Date of Award

Spring 3-27-2019

Degree Type

Thesis

Degree Name

Master of Science (MS)

Department

Environmental Science and Ecology

First Advisor

Dr. Douglas Wilcox

Second Advisor

Dr. James Haynes

Third Advisor

Dr. Jacques Rinchard

Abstract

Heavy predation by common mergansers during the severe winters of 2013-2014 and 2014-2015 resulted in dramatic brown trout reductions throughout the spring-fed reaches of Oatka Creek in western New York. Management agencies are considering habitat manipulation to reduce the severity of overwinter merganser predation on the wild brown trout population in Oatka Creek Park (OCP; Monroe County) but currently lack data to make an informed decision. My study sought to 1) quantify the availability of trout cover and habitat in OCP, 2) estimate the population abundance, density, seasonal survival rate, and year-class distribution of brown trout in OCP, and 3) identify habitat features used by brown trout and evaluate the seasonal importance of each feature. Data were recorded for 100 brown trout (101-512 mm total length; TL) during spring 2016, autumn 2016, winter 2017, and spring 2017. Trout density in OCP was estimated at 10.6-11.4 trout per km2. Despite the absence of mergansers, brown trout population metrics decreased as the study continued; however, variable sampling conditions, especially discharge, were likely responsible. Relatively normal year-class distributions suggest that the population is recovering. The relative abundance of large trout (400+ mm TL) was greater than expected, which may be a result of low trout densities (i.e., reduced competition and increased resource availability may have enhanced growth and survival rates).
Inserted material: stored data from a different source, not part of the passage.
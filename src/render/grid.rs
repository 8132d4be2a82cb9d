//! Render grid
//!
//! Keeps one surface per participant: the local tile first, then remote
//! tiles in arrival order.

use super::sink::{RenderSink, TileKey};
use super::surface::RenderSurface;
use crate::capture::{TrackKind, TrackRef};
use crate::session::registry::RemoteParticipant;
use crate::transport::ParticipantId;
use serde::{Deserialize, Serialize};
use std::sync::Arc;

/// Renderable description of a tile
#[derive(Debug, Clone, PartialEq, Eq, Serialize, Deserialize)]
#[serde(rename_all = "camelCase")]
pub struct TileView {
    pub key: TileKey,
    pub label: String,
    pub has_video: bool,
    pub has_audio: bool,
}

pub struct RenderGrid {
    sink: Arc<dyn RenderSink>,
    local: Option<RenderSurface>,
    remote: Vec<RenderSurface>,
}

impl RenderGrid {
    pub fn new(sink: Arc<dyn RenderSink>) -> Self {
        Self {
            sink,
            local: None,
            remote: Vec::new(),
        }
    }

    /// Show the local tile with `video` bound (local audio is never played back)
    pub fn sync_local(&mut self, video: Option<&TrackRef>) {
        let surface = self
            .local
            .get_or_insert_with(|| RenderSurface::new(TileKey::Local));
        surface.sync(&self.sink, TrackKind::Video, video);
    }

    /// Create or update the tile of a remote participant
    pub fn sync_participant(&mut self, participant: &RemoteParticipant) {
        let key = TileKey::Remote(participant.id.clone());
        let index = match self.remote.iter().position(|s| s.key() == &key) {
            Some(index) => index,
            None => {
                self.remote.push(RenderSurface::new(key));
                self.remote.len() - 1
            }
        };

        let surface = &mut self.remote[index];
        surface.sync(&self.sink, TrackKind::Video, participant.video.as_ref());
        surface.sync(&self.sink, TrackKind::Audio, participant.audio.as_ref());
    }

    /// Drop the tile of a remote participant, releasing its bindings
    pub fn remove_participant(&mut self, id: &ParticipantId) {
        self.remote
            .retain(|surface| !matches!(surface.key(), TileKey::Remote(key) if key == id));
    }

    /// Drop every tile
    pub fn clear(&mut self) {
        self.remote.clear();
        self.local = None;
    }

    pub fn tiles(&self) -> Vec<TileView> {
        self.local
            .iter()
            .chain(self.remote.iter())
            .map(|surface| TileView {
                key: surface.key().clone(),
                label: surface.label(),
                has_video: surface.has_video(),
                has_audio: surface.has_audio(),
            })
            .collect()
    }
}
//! Publication manager
//!
//! Keeps the set of published local tracks in line with the live local
//! tracks. Nothing is published before the session is connected; the
//! coordinator calls `sync` again on every status change and device change.

use super::state::ConnectionStatus;
use crate::capture::{TrackId, TrackKind, TrackRef};
use crate::transport::SignalingTransport;
use crate::utils::error::TransportError;

#[derive(Debug, Default)]
pub struct PublicationManager {
    published: Vec<TrackRef>,
    /// Tracks whose publish failed; not retried until the handle changes
    failed: Vec<TrackId>,
}

impl PublicationManager {
    pub fn new() -> Self {
        Self::default()
    }

    /// Publish `ready` tracks not yet published and unpublish published
    /// tracks that are no longer ready.
    pub async fn sync(
        &mut self,
        transport: &dyn SignalingTransport,
        status: ConnectionStatus,
        ready: &[TrackRef],
    ) -> Result<(), TransportError> {
        if status != ConnectionStatus::Connected {
            if !ready.is_empty() {
                tracing::debug!("Deferring publish of {} track(s) until connected", ready.len());
            }
            return Ok(());
        }

        self.failed.retain(|id| ready.iter().any(|t| &t.id == id));

        let stale: Vec<TrackRef> = self
            .published
            .iter()
            .filter(|track| !ready.contains(track))
            .cloned()
            .collect();
        if !stale.is_empty() {
            if let Err(e) = transport.unpublish(&stale).await {
                tracing::warn!("Failed to unpublish {} track(s): {}", stale.len(), e);
            }
            self.published.retain(|track| !stale.contains(track));
        }

        let fresh: Vec<TrackRef> = ready
            .iter()
            .filter(|track| !self.published.contains(track) && !self.failed.contains(&track.id))
            .cloned()
            .collect();
        if fresh.is_empty() {
            return Ok(());
        }

        match transport.publish(&fresh).await {
            Ok(()) => {
                tracing::info!("Published {} local track(s)", fresh.len());
                self.published.extend(fresh);
                Ok(())
            }
            Err(e) => {
                self.failed.extend(fresh.into_iter().map(|track| track.id));
                Err(e)
            }
        }
    }

    pub fn published(&self) -> &[TrackRef] {
        &self.published
    }

    pub fn is_published(&self, kind: TrackKind) -> bool {
        self.published.iter().any(|track| track.kind == kind)
    }

    /// Forget all publications (the transport drops them on leave)
    pub fn reset(&mut self) {
        self.published.clear();
        self.failed.clear();
    }
}

#[cfg(test)]
mod tests {
    use super::*;
    use crate::backends::loopback::LoopbackTransport;
    use crate::session::state::ClientOptions;

    fn track(id: &str, kind: TrackKind) -> TrackRef {
        TrackRef::new(TrackId::new(id), kind)
    }

    #[tokio::test]
    async fn test_publish_deferred_until_connected() {
        let (transport, _events) = LoopbackTransport::new(ClientOptions::default());
        let mut manager = PublicationManager::new();
        let ready = vec![track("mic", TrackKind::Audio)];

        manager.sync(&transport, ConnectionStatus::Joining, &ready).await.unwrap();
        assert!(manager.published().is_empty());
        assert_eq!(transport.publish_calls(), 0);

        transport.join("A1", "room1", None).await.unwrap();
        manager.sync(&transport, ConnectionStatus::Connected, &ready).await.unwrap();
        assert!(manager.is_published(TrackKind::Audio));
        assert_eq!(transport.published(), ready);
    }

    #[tokio::test]
    async fn test_released_track_is_unpublished() {
        let (transport, _events) = LoopbackTransport::new(ClientOptions::default());
        transport.join("A1", "room1", None).await.unwrap();
        let mut manager = PublicationManager::new();

        let both = vec![track("mic", TrackKind::Audio), track("cam", TrackKind::Video)];
        manager.sync(&transport, ConnectionStatus::Connected, &both).await.unwrap();
        assert_eq!(transport.published().len(), 2);

        let audio_only = vec![track("mic", TrackKind::Audio)];
        manager.sync(&transport, ConnectionStatus::Connected, &audio_only).await.unwrap();
        assert!(!manager.is_published(TrackKind::Video));
        assert_eq!(transport.published(), audio_only);
    }

    #[tokio::test]
    async fn test_failed_publish_not_retried_for_same_handle() {
        let (transport, _events) = LoopbackTransport::new(ClientOptions::default());
        transport.join("A1", "room1", None).await.unwrap();
        transport.fail_next_publish(TransportError::Rejected("quota".to_string()));
        let mut manager = PublicationManager::new();

        let ready = vec![track("cam", TrackKind::Video)];
        let err = manager
            .sync(&transport, ConnectionStatus::Connected, &ready)
            .await
            .unwrap_err();
        assert_eq!(err, TransportError::Rejected("quota".to_string()));
        assert!(manager.published().is_empty());

        manager.sync(&transport, ConnectionStatus::Connected, &ready).await.unwrap();
        assert_eq!(transport.publish_calls(), 1);

        // A fresh handle for the same device is published
        let ready = vec![track("cam-2", TrackKind::Video)];
        manager.sync(&transport, ConnectionStatus::Connected, &ready).await.unwrap();
        assert!(manager.is_published(TrackKind::Video));
    }
}
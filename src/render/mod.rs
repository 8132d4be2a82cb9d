//! Track rendering
//!
//! This module binds local and remote tracks to output sinks:
//! - RenderSink trait for the external output (video surfaces, audio device)
//! - ScopedBinding that detaches on drop
//! - RenderGrid holding one surface per participant

pub mod binding;
pub mod grid;
pub mod sink;
pub mod surface;

pub use binding::ScopedBinding;
pub use grid::{RenderGrid, TileView};
pub use sink::{RenderSink, RenderTarget, TileKey};
pub use surface::RenderSurface;
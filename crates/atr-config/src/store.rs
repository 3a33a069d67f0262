//! Error store configuration.

use serde::{Deserialize, Serialize};

use crate::ConfigError;

/// Default store capacity.
const fn default_max_errors() -> usize {
    10
}

#[derive(Debug, Clone, PartialEq, Eq, Deserialize, Serialize)]
pub struct ErrorsConfig {
    /// Maximum number of records the error store holds before evicting the oldest.
    #[serde(default = "default_max_errors")]
    pub max_errors: usize,
}

impl ErrorsConfig {
    /// Check that the capacity is usable.
    ///
    /// # Errors
    ///
    /// Returns `ConfigError::InvalidValue` if `max_errors` is zero.
    pub fn validate(&self) -> Result<(), ConfigError> {
        if self.max_errors == 0 {
            return Err(ConfigError::InvalidValue {
                field: "errors.max_errors".into(),
                reason: "must be a positive integer".into(),
            });
        }
        Ok(())
    }
}

impl Default for ErrorsConfig {
    fn default() -> Self {
        Self {
            max_errors: default_max_errors(),
        }
    }
}
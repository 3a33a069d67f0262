use std::path::PathBuf;

use clap::{Args, Subcommand};

/// Top-level command tree.
#[derive(Clone, Debug, Subcommand)]
pub enum Commands {
    /// Classify a failure and show what the user would see.
    Classify(ClassifyArgs),
    /// Print the user-facing message for every error type.
    Messages,
    /// Summarize a file of serialized error records, one per line.
    Inspect(InspectArgs),
    /// GET a URL through the retry facade.
    Check(CheckArgs),
}

#[derive(Clone, Debug, Args)]
pub struct ClassifyArgs {
    /// HTTP status the call failed with.
    #[arg(long, conflicts_with_all = ["network", "validation"])]
    pub status: Option<u16>,

    /// The call never got a response.
    #[arg(long, conflicts_with = "validation")]
    pub network: bool,

    /// Input validation failed.
    #[arg(long)]
    pub validation: bool,

    /// Failure message.
    #[arg(short, long)]
    pub message: Option<String>,
}

#[derive(Clone, Debug, Args)]
pub struct InspectArgs {
    /// File with one JSON error record per line.
    pub file: PathBuf,

    /// Also list every record with its technical details.
    #[arg(long)]
    pub details: bool,
}

#[derive(Clone, Debug, Args)]
pub struct CheckArgs {
    pub url: String,

    /// Attempts including the first (defaults to `retry.max_attempts`).
    #[arg(long)]
    pub attempts: Option<u32>,

    /// Base backoff in milliseconds (defaults to `retry.delay_ms`).
    #[arg(long)]
    pub delay_ms: Option<u64>,
}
Velocity refuges and structural cover were the primary factors determining habitat use throughout the study. Large woody debris was the most favored cover type; however, boulders were also important, especially during low streamflow, as they provide cover in deeper midstream channels. Large trout (300+ mm TL) showed a strong preference for slow, deep pools with high densities of woody debris and large boulders, while age-0 trout (TL < 125 mm) preferred slow, shallow-water habitats with course substrates (i.e., cobble and boulders) and high densities of complex cover (i.e., boulders, LWD, and turbulence). Quality trout habitat and instream cover is abundant throughout OCP, but the availability of complex overwinter habitats capable of providing protection from piscivorous birds may be limited. Adding structural cover to areas favored by small trout (TL < 200 mm) would increase habitat complexity and likely reduce the severity of overwinter predation.